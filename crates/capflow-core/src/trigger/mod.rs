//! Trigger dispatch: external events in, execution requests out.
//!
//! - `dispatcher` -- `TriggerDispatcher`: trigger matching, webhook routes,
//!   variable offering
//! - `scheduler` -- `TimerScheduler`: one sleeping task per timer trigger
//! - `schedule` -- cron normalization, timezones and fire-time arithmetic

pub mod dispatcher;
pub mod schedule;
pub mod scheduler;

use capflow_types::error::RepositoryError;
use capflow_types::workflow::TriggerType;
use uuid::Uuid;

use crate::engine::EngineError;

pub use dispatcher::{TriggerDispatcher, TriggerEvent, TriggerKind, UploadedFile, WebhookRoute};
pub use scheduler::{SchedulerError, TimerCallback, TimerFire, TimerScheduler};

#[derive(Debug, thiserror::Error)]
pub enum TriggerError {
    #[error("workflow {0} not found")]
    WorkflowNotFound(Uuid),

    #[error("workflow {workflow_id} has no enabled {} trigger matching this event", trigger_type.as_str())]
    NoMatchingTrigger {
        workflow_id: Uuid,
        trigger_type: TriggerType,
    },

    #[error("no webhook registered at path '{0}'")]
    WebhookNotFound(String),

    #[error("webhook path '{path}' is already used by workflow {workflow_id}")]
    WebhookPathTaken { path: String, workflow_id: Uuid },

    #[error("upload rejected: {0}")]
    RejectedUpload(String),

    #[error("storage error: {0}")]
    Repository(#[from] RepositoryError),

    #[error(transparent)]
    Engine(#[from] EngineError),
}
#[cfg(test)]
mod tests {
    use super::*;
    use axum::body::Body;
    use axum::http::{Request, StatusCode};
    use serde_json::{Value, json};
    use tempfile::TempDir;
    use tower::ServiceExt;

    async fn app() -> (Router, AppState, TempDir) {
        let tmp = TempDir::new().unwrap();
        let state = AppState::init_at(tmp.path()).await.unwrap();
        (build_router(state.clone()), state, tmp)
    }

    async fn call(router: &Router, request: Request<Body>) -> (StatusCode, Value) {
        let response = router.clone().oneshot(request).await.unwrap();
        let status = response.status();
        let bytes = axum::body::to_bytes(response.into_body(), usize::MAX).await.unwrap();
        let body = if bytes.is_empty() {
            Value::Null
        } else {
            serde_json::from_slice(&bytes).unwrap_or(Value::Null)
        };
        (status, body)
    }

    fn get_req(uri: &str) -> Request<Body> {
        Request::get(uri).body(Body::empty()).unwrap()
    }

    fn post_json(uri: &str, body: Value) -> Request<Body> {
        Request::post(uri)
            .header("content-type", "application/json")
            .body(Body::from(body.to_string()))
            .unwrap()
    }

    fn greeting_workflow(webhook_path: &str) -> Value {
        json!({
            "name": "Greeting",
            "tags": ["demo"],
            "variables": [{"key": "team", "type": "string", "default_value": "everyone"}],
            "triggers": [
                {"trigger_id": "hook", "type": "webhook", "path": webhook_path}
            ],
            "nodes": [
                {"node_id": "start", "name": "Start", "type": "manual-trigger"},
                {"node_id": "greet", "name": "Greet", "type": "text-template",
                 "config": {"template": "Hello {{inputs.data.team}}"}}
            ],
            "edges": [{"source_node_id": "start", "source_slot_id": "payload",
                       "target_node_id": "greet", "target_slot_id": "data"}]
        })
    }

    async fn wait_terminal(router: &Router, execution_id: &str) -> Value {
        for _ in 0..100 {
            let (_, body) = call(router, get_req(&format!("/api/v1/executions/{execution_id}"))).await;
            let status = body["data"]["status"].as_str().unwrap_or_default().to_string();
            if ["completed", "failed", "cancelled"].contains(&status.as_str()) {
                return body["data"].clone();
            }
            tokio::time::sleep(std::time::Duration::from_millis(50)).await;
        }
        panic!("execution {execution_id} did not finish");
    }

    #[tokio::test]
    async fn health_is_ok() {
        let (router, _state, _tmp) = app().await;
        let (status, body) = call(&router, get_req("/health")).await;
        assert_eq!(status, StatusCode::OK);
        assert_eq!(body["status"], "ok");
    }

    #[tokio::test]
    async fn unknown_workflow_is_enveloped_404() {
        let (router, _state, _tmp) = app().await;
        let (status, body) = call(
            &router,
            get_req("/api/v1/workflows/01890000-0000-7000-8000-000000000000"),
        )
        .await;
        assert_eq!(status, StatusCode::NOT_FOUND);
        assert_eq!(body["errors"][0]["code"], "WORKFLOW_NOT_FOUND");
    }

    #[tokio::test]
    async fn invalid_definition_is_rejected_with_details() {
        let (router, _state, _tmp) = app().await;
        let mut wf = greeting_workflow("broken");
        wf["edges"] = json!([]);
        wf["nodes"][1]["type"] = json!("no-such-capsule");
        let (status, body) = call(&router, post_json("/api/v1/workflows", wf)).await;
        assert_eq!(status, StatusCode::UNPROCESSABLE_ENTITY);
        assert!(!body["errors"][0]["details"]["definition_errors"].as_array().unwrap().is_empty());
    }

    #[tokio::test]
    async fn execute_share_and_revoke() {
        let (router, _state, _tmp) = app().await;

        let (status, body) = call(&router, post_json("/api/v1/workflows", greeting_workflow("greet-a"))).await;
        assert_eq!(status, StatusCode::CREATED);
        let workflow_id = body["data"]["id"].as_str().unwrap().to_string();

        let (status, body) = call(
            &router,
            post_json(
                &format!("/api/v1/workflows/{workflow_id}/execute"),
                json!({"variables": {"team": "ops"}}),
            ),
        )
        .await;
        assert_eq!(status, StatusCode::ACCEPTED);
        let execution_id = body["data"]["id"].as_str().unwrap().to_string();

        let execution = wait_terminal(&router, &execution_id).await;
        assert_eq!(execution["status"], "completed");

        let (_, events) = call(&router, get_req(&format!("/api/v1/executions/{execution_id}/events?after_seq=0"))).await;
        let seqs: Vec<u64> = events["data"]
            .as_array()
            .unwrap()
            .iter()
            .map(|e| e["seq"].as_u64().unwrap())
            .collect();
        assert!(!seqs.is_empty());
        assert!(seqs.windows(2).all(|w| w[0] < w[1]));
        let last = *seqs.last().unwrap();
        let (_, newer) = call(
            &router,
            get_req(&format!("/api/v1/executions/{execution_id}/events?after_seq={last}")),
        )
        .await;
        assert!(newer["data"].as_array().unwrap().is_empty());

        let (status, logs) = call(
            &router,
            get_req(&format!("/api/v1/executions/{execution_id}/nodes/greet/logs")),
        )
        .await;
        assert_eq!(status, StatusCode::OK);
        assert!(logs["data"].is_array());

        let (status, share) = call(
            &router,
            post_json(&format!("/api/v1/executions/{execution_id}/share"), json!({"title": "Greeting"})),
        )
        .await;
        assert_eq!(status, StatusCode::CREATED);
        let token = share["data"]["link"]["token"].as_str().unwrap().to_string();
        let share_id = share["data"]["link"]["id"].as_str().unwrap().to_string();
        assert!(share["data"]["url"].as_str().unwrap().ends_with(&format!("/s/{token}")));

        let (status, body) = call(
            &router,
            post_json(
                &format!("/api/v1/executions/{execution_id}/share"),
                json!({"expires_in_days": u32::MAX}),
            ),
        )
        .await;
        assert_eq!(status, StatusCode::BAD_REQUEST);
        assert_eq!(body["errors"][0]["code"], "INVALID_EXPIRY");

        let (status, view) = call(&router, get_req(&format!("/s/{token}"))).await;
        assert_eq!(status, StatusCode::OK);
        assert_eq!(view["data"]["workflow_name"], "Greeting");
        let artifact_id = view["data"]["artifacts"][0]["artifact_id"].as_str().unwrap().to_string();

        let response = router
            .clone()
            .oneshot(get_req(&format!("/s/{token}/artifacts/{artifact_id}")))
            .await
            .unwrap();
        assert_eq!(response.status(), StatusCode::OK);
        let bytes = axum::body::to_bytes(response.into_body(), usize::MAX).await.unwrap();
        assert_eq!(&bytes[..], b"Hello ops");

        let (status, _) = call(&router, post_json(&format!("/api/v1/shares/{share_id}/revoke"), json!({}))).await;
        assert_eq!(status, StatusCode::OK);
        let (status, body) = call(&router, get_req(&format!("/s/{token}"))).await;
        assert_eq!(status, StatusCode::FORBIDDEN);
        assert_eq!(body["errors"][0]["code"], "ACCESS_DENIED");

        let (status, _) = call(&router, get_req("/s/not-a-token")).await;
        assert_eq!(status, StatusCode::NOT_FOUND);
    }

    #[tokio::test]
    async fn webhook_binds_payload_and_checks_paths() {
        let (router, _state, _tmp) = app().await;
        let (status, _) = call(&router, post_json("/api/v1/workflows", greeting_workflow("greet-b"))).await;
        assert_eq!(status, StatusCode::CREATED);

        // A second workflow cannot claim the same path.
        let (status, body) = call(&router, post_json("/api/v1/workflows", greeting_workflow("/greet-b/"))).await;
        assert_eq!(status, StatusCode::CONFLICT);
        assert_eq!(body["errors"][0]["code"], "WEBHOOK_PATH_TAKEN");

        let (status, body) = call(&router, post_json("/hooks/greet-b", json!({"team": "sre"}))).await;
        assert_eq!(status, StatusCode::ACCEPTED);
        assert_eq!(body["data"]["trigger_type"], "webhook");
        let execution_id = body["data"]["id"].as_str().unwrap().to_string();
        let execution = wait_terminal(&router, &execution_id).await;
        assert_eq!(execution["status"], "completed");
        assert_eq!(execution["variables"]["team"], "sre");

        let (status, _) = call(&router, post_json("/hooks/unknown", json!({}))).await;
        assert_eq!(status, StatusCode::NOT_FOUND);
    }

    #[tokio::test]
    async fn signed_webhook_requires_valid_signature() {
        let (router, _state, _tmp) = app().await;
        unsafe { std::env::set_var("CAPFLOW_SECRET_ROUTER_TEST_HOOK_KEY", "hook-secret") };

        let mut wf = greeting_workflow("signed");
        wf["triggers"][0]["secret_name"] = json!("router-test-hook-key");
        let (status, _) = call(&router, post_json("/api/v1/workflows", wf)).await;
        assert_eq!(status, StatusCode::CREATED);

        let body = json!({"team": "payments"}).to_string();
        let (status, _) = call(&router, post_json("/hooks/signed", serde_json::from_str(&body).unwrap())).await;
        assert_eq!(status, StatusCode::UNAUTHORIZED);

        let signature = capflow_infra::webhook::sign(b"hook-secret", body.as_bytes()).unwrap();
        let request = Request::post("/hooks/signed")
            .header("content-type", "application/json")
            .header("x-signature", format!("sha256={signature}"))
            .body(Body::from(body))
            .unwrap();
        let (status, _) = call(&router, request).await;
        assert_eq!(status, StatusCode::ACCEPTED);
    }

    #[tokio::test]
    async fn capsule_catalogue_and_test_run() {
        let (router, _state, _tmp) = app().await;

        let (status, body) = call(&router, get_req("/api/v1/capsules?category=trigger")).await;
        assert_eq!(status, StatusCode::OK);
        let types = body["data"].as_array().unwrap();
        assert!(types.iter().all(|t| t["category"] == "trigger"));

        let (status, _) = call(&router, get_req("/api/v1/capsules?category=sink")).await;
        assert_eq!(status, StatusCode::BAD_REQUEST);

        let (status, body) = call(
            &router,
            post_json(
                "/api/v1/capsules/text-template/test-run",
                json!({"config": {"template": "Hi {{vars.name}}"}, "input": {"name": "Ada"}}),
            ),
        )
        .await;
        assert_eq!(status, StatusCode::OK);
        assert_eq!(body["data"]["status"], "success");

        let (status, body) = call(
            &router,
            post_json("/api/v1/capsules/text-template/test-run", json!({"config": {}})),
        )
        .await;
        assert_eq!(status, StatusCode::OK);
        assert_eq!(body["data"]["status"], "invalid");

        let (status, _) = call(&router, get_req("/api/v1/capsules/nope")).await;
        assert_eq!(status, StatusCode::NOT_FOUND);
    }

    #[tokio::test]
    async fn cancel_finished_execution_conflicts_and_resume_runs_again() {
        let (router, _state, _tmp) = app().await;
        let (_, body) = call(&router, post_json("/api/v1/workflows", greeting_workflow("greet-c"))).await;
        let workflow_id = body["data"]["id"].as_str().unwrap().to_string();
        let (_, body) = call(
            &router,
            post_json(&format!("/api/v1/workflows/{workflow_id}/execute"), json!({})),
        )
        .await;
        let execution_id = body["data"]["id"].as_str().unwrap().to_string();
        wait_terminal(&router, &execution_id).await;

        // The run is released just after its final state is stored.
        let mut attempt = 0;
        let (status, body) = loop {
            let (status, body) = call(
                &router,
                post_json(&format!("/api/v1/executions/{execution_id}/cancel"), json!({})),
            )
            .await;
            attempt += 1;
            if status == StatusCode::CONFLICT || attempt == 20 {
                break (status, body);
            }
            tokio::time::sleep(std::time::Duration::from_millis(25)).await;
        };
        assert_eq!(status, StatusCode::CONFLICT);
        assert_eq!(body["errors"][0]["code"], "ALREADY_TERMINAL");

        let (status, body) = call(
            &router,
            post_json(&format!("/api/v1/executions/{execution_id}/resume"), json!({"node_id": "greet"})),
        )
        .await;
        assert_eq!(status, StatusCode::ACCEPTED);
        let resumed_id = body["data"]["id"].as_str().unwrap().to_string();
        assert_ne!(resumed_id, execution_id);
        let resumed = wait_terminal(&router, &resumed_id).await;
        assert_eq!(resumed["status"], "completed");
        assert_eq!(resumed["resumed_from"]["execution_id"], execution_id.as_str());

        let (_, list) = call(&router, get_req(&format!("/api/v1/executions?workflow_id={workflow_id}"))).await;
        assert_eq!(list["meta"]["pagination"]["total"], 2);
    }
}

━━━━━━━━━━━━━━━━━━━━

Using the entries above, return each line in which the word "newer" occurs.

        let (_, newer) = call(
        assert!(newer["data"].as_array().unwrap().is_empty());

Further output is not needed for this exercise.